Drugim najlepszym strzelcem „Kolejorza” w bieżącym sezonie jest kapitan Mikael Ishak. Jego dorobek sześciu bramek wygląda dość skromnie, jednak trzeba pamiętać, że Szwed wrócił na boiska po przebyciu boreliozy, co poniekąd tłumaczy kilka jego słabszych występów. Teraz przed napastnikiem Lecha pełny okres przygotowawczy, już w pełni zdrowia; jeśli wszystko przebiegnie jak należy, to właśnie jego dyspozycja strzelecka może mieć kluczowe znaczenie w walce o Mistrzostwo Polski.
Największą piętą achillesową drużyny z Poznania w rundzie jesiennej była zdecydowanie gra w obronie. Poza wspomnianym już Anderssonem, częste błędy popełniali także Antonio Milić i Filip Bednarek, zastąpiony po kilku meczach Bartoszem Mrozkiem. Jednym z niewielu plusów na zakończenie rundy dla Lecha był z pewnością powrót do gry Bartosza Salamona, który od razu wskoczył do pierwszego składu kosztem Blažiča. Jeśli szukać na wiosnę kogoś, kto poprawi grę całej defensywy i wprowadzi tam większy spokój, to właśnie Salamon wydaje się na to miejsce idealnym kandydatem.

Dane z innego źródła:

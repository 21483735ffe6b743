use crate::error::{Error, Result};

use serde::{Deserialize, Deserializer, Serialize, Serializer, de};
use std::fmt;

/// Map key marking a serialized document reference.
pub const REFERENCE_MARKER: &str = "$ref";

/// Separator between the collection and the key of a document path.
const PATH_SEPARATOR: char = '/';

/// Identity of a document: the collection it lives in and its key.
///
/// Stored as a field value ([`crate::common::value::Value::Reference`]) the same type acts
/// as a reference to another document.
///
/// ```rust
/// use document_crud::common::key::DocumentKey;
///
/// let key = DocumentKey::new("sample", "json-1");
/// assert_eq!(key.to_string(), "sample/json-1");
/// assert_eq!(DocumentKey::parse("sample/json-1").unwrap(), key);
/// ```
#[derive(Clone, Debug, Default, Eq, Hash, Ord, PartialEq, PartialOrd)]
pub struct DocumentKey {
    /// The collection (table) the document belongs to.
    pub collection: String,
    /// The document key, unique within its collection.
    pub key: String,
}

impl DocumentKey {
    /// Build a key without validating it; see [`DocumentKey::validate`].
    pub fn new(collection: impl Into<String>, key: impl Into<String>) -> Self {
        Self {
            collection: collection.into(),
            key: key.into(),
        }
    }

    /// Parse a `collection/key` path.
    pub fn parse(path: &str) -> Result<Self> {
        let (collection, key) = path.split_once(PATH_SEPARATOR).ok_or_else(|| {
            Error::InvalidArgument(format!("document path `{path}` has no `/` separator"))
        })?;
        let document_key = Self::new(collection, key);
        document_key.validate()?;
        Ok(document_key)
    }

    /// Check that both components are non-empty and free of `/`.
    pub fn validate(&self) -> Result<()> {
        validate_component("collection", &self.collection)?;
        validate_component("key", &self.key)
    }
}

/// Check that a collection name is non-empty and free of `/`.
pub fn validate_collection(collection: &str) -> Result<()> {
    validate_component("collection", collection)
}

fn validate_component(name: &str, component: &str) -> Result<()> {
    if component.is_empty() {
        return Err(Error::InvalidArgument(format!("empty {name}")));
    }
    if component.contains(PATH_SEPARATOR) {
        return Err(Error::InvalidArgument(format!(
            "{name} `{component}` must not contain `{PATH_SEPARATOR}`"
        )));
    }
    Ok(())
}

impl fmt::Display for DocumentKey {
    fn fmt(&self, f: &mut fmt::Formatter<'_>) -> fmt::Result {
        write!(f, "{}{PATH_SEPARATOR}{}", self.collection, self.key)
    }
}

#[derive(Serialize)]
struct SerializedReference {
    #[serde(rename = "$ref")]
    path: String,
}

#[derive(Deserialize)]
struct DeserializedReference {
    #[serde(rename = "$ref")]
    path: String,
}

impl Serialize for DocumentKey {
    fn serialize<S: Serializer>(&self, serializer: S) -> Result<S::Ok, S::Error> {
        SerializedReference {
            path: self.to_string(),
        }
        .serialize(serializer)
    }
}

impl<'de> Deserialize<'de> for DocumentKey {
    fn deserialize<D: Deserializer<'de>>(deserializer: D) -> Result<Self, D::Error> {
        let reference = DeserializedReference::deserialize(deserializer)?;
        Self::parse(&reference.path).map_err(de::Error::custom)
    }
}
use crate::common::value::{Fields, Value};
use crate::error::{Error, Result};

use std::fmt;

/// Separator for field path components.
const PATH_SEPARATOR: char = '.';

/// Dot-separated path to a (possibly nested) field.
///
/// ```rust
/// use document_crud::common::{path::FieldPath, value::{Fields, Value}};
///
/// let path = FieldPath::parse("address.city").unwrap();
/// let mut fields = Fields::new();
/// path.set(&mut fields, Value::from("Lisbon"));
/// assert_eq!(path.get(&fields), Some(&Value::from("Lisbon")));
/// ```
#[derive(Clone, Debug, Eq, Hash, PartialEq)]
pub struct FieldPath {
    segments: Vec<String>,
}

impl FieldPath {
    /// Parse a dot-separated path; every segment must be non-empty.
    pub fn parse(path: &str) -> Result<Self> {
        let segments: Vec<String> = path.split(PATH_SEPARATOR).map(str::to_string).collect();
        if segments.iter().any(String::is_empty) {
            return Err(Error::InvalidArgument(format!("invalid field path `{path}`")));
        }
        Ok(Self { segments })
    }

    /// The path components, outermost first.
    pub fn segments(&self) -> &[String] {
        &self.segments
    }

    /// Look up the value at this path.
    pub fn get<'a>(&self, fields: &'a Fields) -> Option<&'a Value> {
        let (last, parents) = self.segments.split_last()?;
        let mut current = fields;
        for segment in parents {
            current = current.get(segment)?.as_map()?;
        }
        current.get(last)
    }

    /// Assign the value at this path, replacing non-map intermediates with maps.
    pub fn set(&self, fields: &mut Fields, value: Value) {
        let Some((last, parents)) = self.segments.split_last() else {
            return;
        };
        let mut current = fields;
        for segment in parents {
            let entry = current
                .entry(segment.clone())
                .or_insert_with(|| Value::Map(Fields::new()));
            current = ensure_map(entry);
        }
        current.insert(last.clone(), value);
    }

    /// Remove and return the value at this path.
    pub fn remove(&self, fields: &mut Fields) -> Option<Value> {
        let (last, parents) = self.segments.split_last()?;
        let mut current = fields;
        for segment in parents {
            current = match current.get_mut(segment)? {
                Value::Map(map) => map,
                _ => return None,
            };
        }
        current.shift_remove(last)
    }
}

fn ensure_map(value: &mut Value) -> &mut Fields {
    if !matches!(value, Value::Map(_)) {
        *value = Value::Map(Fields::new());
    }
    match value {
        Value::Map(map) => map,
        _ => unreachable!("value was just replaced by a map"),
    }
}

impl fmt::Display for FieldPath {
    fn fmt(&self, f: &mut fmt::Formatter<'_>) -> fmt::Result {
        f.write_str(&self.segments.join(&PATH_SEPARATOR.to_string()))
    }
}

#[cfg(test)]
mod tests {
    use super::*;

    use rstest::rstest;
    use serde_json::json;

    fn fields(json: serde_json::Value) -> Fields {
        crate::common::value::to_fields(&json).unwrap()
    }

    #[rstest]
    #[case::single("name", vec!["name"])]
    #[case::nested("address.city", vec!["address", "city"])]
    fn test_parse(#[case] path: &str, #[case] expected: Vec<&str>) {
        let actual = FieldPath::parse(path).unwrap();
        assert_eq!(actual.segments(), expected.as_slice());
        assert_eq!(actual.to_string(), path);
    }

    #[rstest]
    #[case::empty("")]
    #[case::leading_dot(".name")]
    #[case::double_dot("a..b")]
    fn test_parse_invalid(#[case] path: &str) {
        assert!(FieldPath::parse(path).is_err());
    }

    #[rstest]
    #[case::top_level("name", Some(Value::from("Hyatt")))]
    #[case::nested("address.city", Some(Value::from("Lisbon")))]
    #[case::missing("address.zip", None)]
    #[case::through_scalar("name.first", None)]
    fn test_get(#[case] path: &str, #[case] expected: Option<Value>) {
        let fields = fields(json!({"name": "Hyatt", "address": {"city": "Lisbon"}}));
        let path = FieldPath::parse(path).unwrap();
        assert_eq!(path.get(&fields).cloned(), expected);
    }

    #[rstest]
    #[case::new_top_level("rating", json!({"name": "Hyatt", "rating": 5}))]
    #[case::creates_intermediate("meta.rating", json!({"name": "Hyatt", "meta": {"rating": 5}}))]
    #[case::replaces_scalar_intermediate("name.rating", json!({"name": {"rating": 5}}))]
    fn test_set(#[case] path: &str, #[case] expected: serde_json::Value) {
        let mut actual = fields(json!({"name": "Hyatt"}));
        FieldPath::parse(path)
            .unwrap()
            .set(&mut actual, Value::Integer(5));
        assert_eq!(actual, fields(expected));
    }

    #[test]
    fn test_remove() {
        let mut actual =
            fields(json!({"name": "Hyatt", "address": {"city": "Lisbon", "zip": "1000"}}));
        let removed = FieldPath::parse("address.city").unwrap().remove(&mut actual);
        assert_eq!(removed, Some(Value::from("Lisbon")));
        assert_eq!(actual, fields(json!({"name": "Hyatt", "address": {"zip": "1000"}})));
        assert_eq!(FieldPath::parse("nope.deeper").unwrap().remove(&mut actual), None);
    }
}
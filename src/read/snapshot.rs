use crate::common::{
    key::DocumentKey,
    path::FieldPath,
    precondition::UpdateTime,
    value::{self, Fields, Value},
};
use crate::error::{Error, Result};
use crate::reference;

use serde::de::DeserializeOwned;

/// A document as read from the store.
#[derive(Clone, Debug, PartialEq)]
pub struct DocumentSnapshot {
    /// The document identity.
    pub key: DocumentKey,
    /// The document contents.
    pub fields: Fields,
    /// The last-modified marker at read time.
    pub update_time: UpdateTime,
}

impl DocumentSnapshot {
    /// Value at a dot-separated field path.
    pub fn field(&self, path: &FieldPath) -> Option<&Value> {
        path.get(&self.fields)
    }

    /// Value at a dot-separated field path, failing with `NotFound` when absent.
    pub fn data_at(&self, path: &str) -> Result<&Value> {
        let path = FieldPath::parse(path)?;
        self.field(&path)
            .ok_or_else(|| Error::NotFound(format!("field `{path}` in {}", self.key)))
    }

    /// The document referenced at a dot-separated field path.
    ///
    /// `NotFound` when the field is absent or holds anything but a reference.
    pub fn reference(&self, path: &str) -> Result<&DocumentKey> {
        reference::reference_at(&self.fields, path)
    }

    /// Deserialize the fields into a typed value.
    ///
    /// ```rust
    /// use document_crud::common::{key::DocumentKey, precondition::UpdateTime, value};
    /// use document_crud::read::snapshot::DocumentSnapshot;
    /// use serde::Deserialize;
    ///
    /// #[derive(Deserialize)]
    /// struct Property {
    ///     property_id: i64,
    /// }
    ///
    /// let snapshot = DocumentSnapshot {
    ///     key: DocumentKey::new("sample", "custom-struct"),
    ///     fields: value::to_fields(&serde_json::json!({"property_id": 999})).unwrap(),
    ///     update_time: UpdateTime::from_nanos(1),
    /// };
    /// let property: Property = snapshot.data_as().unwrap();
    /// assert_eq!(property.property_id, 999);
    /// ```
    pub fn data_as<T: DeserializeOwned>(&self) -> Result<T> {
        value::from_fields(&self.fields)
    }
}
//! Read-side types: document snapshots and field queries.
//!
//! Reads themselves are issued through [`crate::client::Client`] or inside a
//! [`crate::transaction::Transaction`].

/// Field filters over a collection.
pub mod query;

/// Documents as returned by the store.
pub mod snapshot;
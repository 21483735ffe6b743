use crate::common::{
    key::{self, DocumentKey},
    precondition::Precondition,
    value::{self, Fields},
};
use crate::config::ClientConfig;
use crate::error::{Error, Result};
use crate::read::{query::Query, snapshot::DocumentSnapshot};
use crate::store::{DocumentStore, ReadVersion};
use crate::transaction::Transaction;
use crate::write::{
    batch::WriteBatch,
    operation::{FieldUpdate, SetOptions, Write, WriteResult},
};

use serde::Serialize;
use std::{future::Future, sync::Arc};

/// Handle on a document store.
///
/// Owns the store and the configuration; components borrow it instead of reaching for a
/// process-wide client.
///
/// ```rust
/// use document_crud::{client::Client, common::{key::DocumentKey, value}, config::ClientConfig};
/// use document_crud::store::memory::MemoryStore;
///
/// # async fn example() -> document_crud::error::Result<()> {
/// let client = Client::new(MemoryStore::new(), ClientConfig::default());
/// let key = DocumentKey::new("sample", "json-1");
/// client.create(&key, value::to_fields(&serde_json::json!({"name": "Hyatt"}))?).await?;
/// let snapshot = client.get(&key).await?;
/// assert_eq!(snapshot.data_at("name")?.as_str(), Some("Hyatt"));
/// # Ok(())
/// # }
/// ```
#[derive(Debug)]
pub struct Client<S> {
    store: Arc<S>,
    config: ClientConfig,
}

impl<S> Clone for Client<S> {
    fn clone(&self) -> Self {
        Self {
            store: Arc::clone(&self.store),
            config: self.config.clone(),
        }
    }
}

impl<S: DocumentStore> Client<S> {
    /// Wrap a store.
    pub fn new(store: S, config: ClientConfig) -> Self {
        Self::from_shared(Arc::new(store), config)
    }

    /// Wrap a store shared with other owners.
    pub fn from_shared(store: Arc<S>, config: ClientConfig) -> Self {
        Self { store, config }
    }

    /// The underlying store.
    pub fn store(&self) -> &S {
        &self.store
    }

    /// The client configuration.
    pub fn config(&self) -> &ClientConfig {
        &self.config
    }

    async fn within_deadline<T>(&self, call: impl Future<Output = Result<T>>) -> Result<T> {
        match self.config.operation_timeout() {
            Some(timeout) => tokio::time::timeout(timeout, call)
                .await
                .map_err(|_| Error::DeadlineExceeded(timeout))?,
            None => call.await,
        }
    }

    /// Read one document; `NotFound` if it does not exist.
    #[cfg_attr(
        feature = "tracing",
        tracing::instrument(name = "document_crud.get", skip_all, fields(key = %key), err)
    )]
    pub async fn get(&self, key: &DocumentKey) -> Result<DocumentSnapshot> {
        self.get_all(std::slice::from_ref(key))
            .await?
            .pop()
            .flatten()
            .ok_or_else(|| Error::document_not_found(key))
    }

    /// Read several documents in one round trip, in request order.
    #[cfg_attr(
        feature = "tracing",
        tracing::instrument(
            name = "document_crud.get_all",
            skip_all,
            fields(count = keys.len()),
            err
        )
    )]
    pub async fn get_all(&self, keys: &[DocumentKey]) -> Result<Vec<Option<DocumentSnapshot>>> {
        for key in keys {
            key.validate()?;
        }
        if keys.is_empty() {
            return Ok(Vec::new());
        }
        self.within_deadline(self.store.get_all(keys)).await
    }

    /// Documents matching a query.
    #[cfg_attr(
        feature = "tracing",
        tracing::instrument(name = "document_crud.query", skip(self), err)
    )]
    pub async fn query(&self, query: &Query) -> Result<Vec<DocumentSnapshot>> {
        key::validate_collection(&query.collection)?;
        self.within_deadline(self.store.query(query)).await
    }

    /// Create a document; `AlreadyExists` leaves the existing one untouched.
    #[cfg_attr(
        feature = "tracing",
        tracing::instrument(name = "document_crud.create", skip_all, fields(key = %key), err)
    )]
    pub async fn create(&self, key: &DocumentKey, fields: Fields) -> Result<WriteResult> {
        self.write(Write::create(key.clone(), fields)).await
    }

    /// Create a document from any serializable struct.
    pub async fn create_from<T: Serialize + ?Sized>(
        &self,
        key: &DocumentKey,
        data: &T,
    ) -> Result<WriteResult> {
        self.create(key, value::to_fields(data)?).await
    }

    /// Create or replace a document, fully or merging per `options`.
    #[cfg_attr(
        feature = "tracing",
        tracing::instrument(name = "document_crud.set", skip_all, fields(key = %key), err)
    )]
    pub async fn set(
        &self,
        key: &DocumentKey,
        fields: Fields,
        options: SetOptions,
    ) -> Result<WriteResult> {
        self.write(Write::set(key.clone(), fields, options)).await
    }

    /// Update fields of an existing document, optionally under a precondition.
    #[cfg_attr(
        feature = "tracing",
        tracing::instrument(name = "document_crud.update", skip_all, fields(key = %key), err)
    )]
    pub async fn update(
        &self,
        key: &DocumentKey,
        updates: Vec<FieldUpdate>,
        precondition: Option<Precondition>,
    ) -> Result<WriteResult> {
        self.write(Write::update(key.clone(), updates, precondition))
            .await
    }

    /// Delete a document; deleting a missing document succeeds.
    #[cfg_attr(
        feature = "tracing",
        tracing::instrument(name = "document_crud.delete", skip_all, fields(key = %key), err)
    )]
    pub async fn delete(&self, key: &DocumentKey) -> Result<WriteResult> {
        self.write(Write::delete(key.clone(), None)).await
    }

    /// Delete several documents in one atomic batch.
    ///
    /// More keys than [`DocumentStore::max_commit_writes`] are rejected with `InvalidArgument`.
    pub async fn delete_all(&self, keys: &[DocumentKey]) -> Result<Vec<WriteResult>> {
        let mut batch = self.batch();
        for key in keys {
            batch.delete(key.clone());
        }
        batch.commit().await
    }

    /// Start an atomic batch of blind writes.
    pub fn batch(&self) -> WriteBatch<'_, S> {
        WriteBatch::new(self)
    }

    /// Start a transaction; commit it with [`Transaction::commit`].
    pub fn begin_transaction(&self) -> Transaction<'_, S> {
        Transaction::new(self)
    }

    async fn write(&self, write: Write) -> Result<WriteResult> {
        let key = write.key.clone();
        self.commit(vec![write], Vec::new())
            .await?
            .pop()
            .ok_or_else(|| Error::Internal(format!("commit of {key} returned no result")))
    }

    pub(crate) async fn commit(
        &self,
        writes: Vec<Write>,
        reads: Vec<ReadVersion>,
    ) -> Result<Vec<WriteResult>> {
        for write in &writes {
            write.validate()?;
        }
        if writes.is_empty() && reads.is_empty() {
            return Ok(Vec::new());
        }
        self.within_deadline(self.store.commit(writes, reads)).await
    }
}

#[cfg(test)]
mod tests {
    use super::*;
    use crate::read::query::FilterOperator;
    use crate::store::memory::MemoryStore;

    use serde_json::json;
    use std::time;

    fn fields(json: serde_json::Value) -> Fields {
        value::to_fields(&json).unwrap()
    }

    fn client() -> Client<MemoryStore> {
        Client::new(MemoryStore::new(), ClientConfig::default())
    }

    #[derive(Serialize)]
    struct Property {
        property_id: i16,
        name: String,
    }

    #[tokio::test]
    async fn test_create_on_existing_key_keeps_document() {
        let client = client();
        let key = DocumentKey::new("sample", "custom-struct");
        let property = Property {
            property_id: 999,
            name: "Hyatt".to_string(),
        };
        let created = client.create_from(&key, &property).await.unwrap();
        let error = client
            .create(&key, fields(json!({"name": "Intruder"})))
            .await
            .unwrap_err();
        assert!(matches!(error, Error::AlreadyExists(_)), "{error}");
        let snapshot = client.get(&key).await.unwrap();
        assert_eq!(snapshot.fields, fields(json!({"property_id": 999, "name": "Hyatt"})));
        assert_eq!(snapshot.update_time, created.update_time);
    }

    #[tokio::test]
    async fn test_set_merge_and_replace() {
        let client = client();
        let key = DocumentKey::new("sample", "custom-struct");
        client
            .create(&key, fields(json!({"property_id": 999, "name": "Hyatt"})))
            .await
            .unwrap();
        client
            .set(&key, fields(json!({"name": "Updated Name"})), SetOptions::MergeAll)
            .await
            .unwrap();
        assert_eq!(
            client.get(&key).await.unwrap().fields,
            fields(json!({"property_id": 999, "name": "Updated Name"}))
        );
        client
            .set(&key, fields(json!({"Name": "Replaced doc"})), SetOptions::Overwrite)
            .await
            .unwrap();
        assert_eq!(
            client.get(&key).await.unwrap().fields,
            fields(json!({"Name": "Replaced doc"}))
        );
    }

    #[tokio::test]
    async fn test_stale_precondition_update_fails() {
        let client = client();
        let key = DocumentKey::new("sample", "custom-struct");
        client
            .create(&key, fields(json!({"name": "Hyatt"})))
            .await
            .unwrap();
        let stale = client.get(&key).await.unwrap().update_time;
        let update = || vec![FieldUpdate::assign("name", "Updated Name 1").unwrap()];
        client
            .update(&key, update(), Some(Precondition::LastUpdateTime(stale)))
            .await
            .unwrap();
        let error = client
            .update(&key, update(), Some(Precondition::LastUpdateTime(stale)))
            .await
            .unwrap_err();
        assert!(matches!(error, Error::PreconditionFailed(_)), "{error}");
    }

    #[tokio::test]
    async fn test_update_missing_document() {
        let client = client();
        let error = client
            .update(
                &DocumentKey::new("sample", "ghost"),
                vec![FieldUpdate::assign("name", "x").unwrap()],
                None,
            )
            .await
            .unwrap_err();
        assert!(matches!(error, Error::NotFound(_)), "{error}");
    }

    #[tokio::test]
    async fn test_deleted_keys_are_not_found() {
        let client = client();
        let keys: Vec<_> = ["json-1", "json-2", "custom-struct", "doc-ref"]
            .into_iter()
            .map(|key| DocumentKey::new("sample", key))
            .collect();
        for key in &keys {
            client.create(key, fields(json!({"k": key.key}))).await.unwrap();
        }
        client.delete_all(&keys).await.unwrap();
        for key in &keys {
            let error = client.get(key).await.unwrap_err();
            assert!(matches!(error, Error::NotFound(_)), "{error}");
        }
        client.delete(&keys[0]).await.unwrap();
    }

    #[tokio::test]
    async fn test_query_filters_one_collection() {
        let client = client();
        for (collection, key, stars) in [
            ("sample", "json-1", 3),
            ("sample", "json-2", 5),
            ("sample", "json-3", 4),
            ("owners", "o-1", 5),
        ] {
            let data = fields(json!({"stars": stars}));
            client
                .create(&DocumentKey::new(collection, key), data)
                .await
                .unwrap();
        }
        let query = Query::new("sample")
            .filter("stars", FilterOperator::GreaterThanOrEqual, 4)
            .unwrap();
        let found: Vec<_> = client
            .query(&query)
            .await
            .unwrap()
            .into_iter()
            .map(|snapshot| snapshot.key.key)
            .collect();
        assert_eq!(found, ["json-2", "json-3"]);
        assert_eq!(client.query(&query.limit(1)).await.unwrap().len(), 1);
        let error = client.query(&Query::new("")).await.unwrap_err();
        assert!(matches!(error, Error::InvalidArgument(_)), "{error}");
    }

    #[tokio::test]
    async fn test_invalid_key_is_rejected_before_the_store() {
        let client = client();
        let error = client
            .get(&DocumentKey::new("sample", "a/b"))
            .await
            .unwrap_err();
        assert!(matches!(error, Error::InvalidArgument(_)), "{error}");
        assert_eq!(client.store().round_trips(), 0);
    }

    #[tokio::test]
    async fn test_operation_timeout() {
        let store = MemoryStore::new().with_latency(time::Duration::from_millis(200));
        let client = Client::new(
            store,
            ClientConfig {
                operation_timeout_ms: Some(10),
                ..Default::default()
            },
        );
        let key = DocumentKey::new("sample", "json-1");
        let error = client.create(&key, Fields::new()).await.unwrap_err();
        assert!(matches!(error, Error::DeadlineExceeded(_)), "{error}");
        assert!(error.is_retryable());
        assert!(client.store().is_empty());
    }
}
//! Common types shared by reads, writes and stores.
//!
//! This module provides document identity and references, field values, field paths
//! and write preconditions.

/// Document identity and references.
pub mod key;

/// Dot-separated field paths into nested documents.
pub mod path;

/// Last-modified markers and write preconditions.
pub mod precondition;

/// Field values and conversions from JSON and serde types.
pub mod value;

Koniec van den Broma, początek Rumaka
Odejście Holendra z Lecha Poznań było przesądzone, niezależnie od wyniku meczu z Radomiakiem. John van den Brom do końca był przekonany, że będzie prowadzić drużynę w okresie przygotowawczym przed rundą wiosenną, a na pytania dziennikarzy o swoją przyszłość odpowiadał – delikatnie mówiąc – dość nieprzyjemnie.
Podsumowując cały okres pracy Broma nie można pominąć rzecz jasna historycznej przygody w Europie, dzięki której już na zawsze zapisał się w historii klubu. Patrząc jednak na ten sezon trzeba zauważyć błędy popełnione już w przedsezonowych przygotowaniach, które lechici względem ligowych rywali rozpoczęli rekordowo późno. Brom od wielu spotkań nie miał żadnego pomysłu na mecz, a jego taktyka była rozczytywana przez coraz większą ilość zespołów. Po porażce w Trnavie nie zostały wyciągnięte odpowiednie wnioski i decyzja o przyszłości Holendra mogła być tylko jedna.
Przed Mariuszem Rumakiem z pewnością sporo pracy do wykonania, jednak pozycja wyjściowa nie jest wcale taka zła. „Kolejorz” do liderującego Śląska traci 8 pkt i trzeba przyznać, że jest to nie najgorszy wynik w porównaniu do wpadek, jakie na przestrzeni ostatnich miesięcy przytrafiały się poznaniakom. Lech cały czas jest również w grze o Puchar Polski, a w ćwierćfinale rozgrywek zmierzy się z Pogonią Szczecin, więc będzie to z pewnością świetna okazja do rewanżu. Wymagający początek rundy wiosennej powinien pokazać, na co realnie stać „Dumę Wielkopolski”. Czy Mariusz Rumak będzie trenerem, który wykorzysta w pełni potencjał kadrowy Lecha Poznań? Jedno jest pewne – miejsca na błędy już nie ma.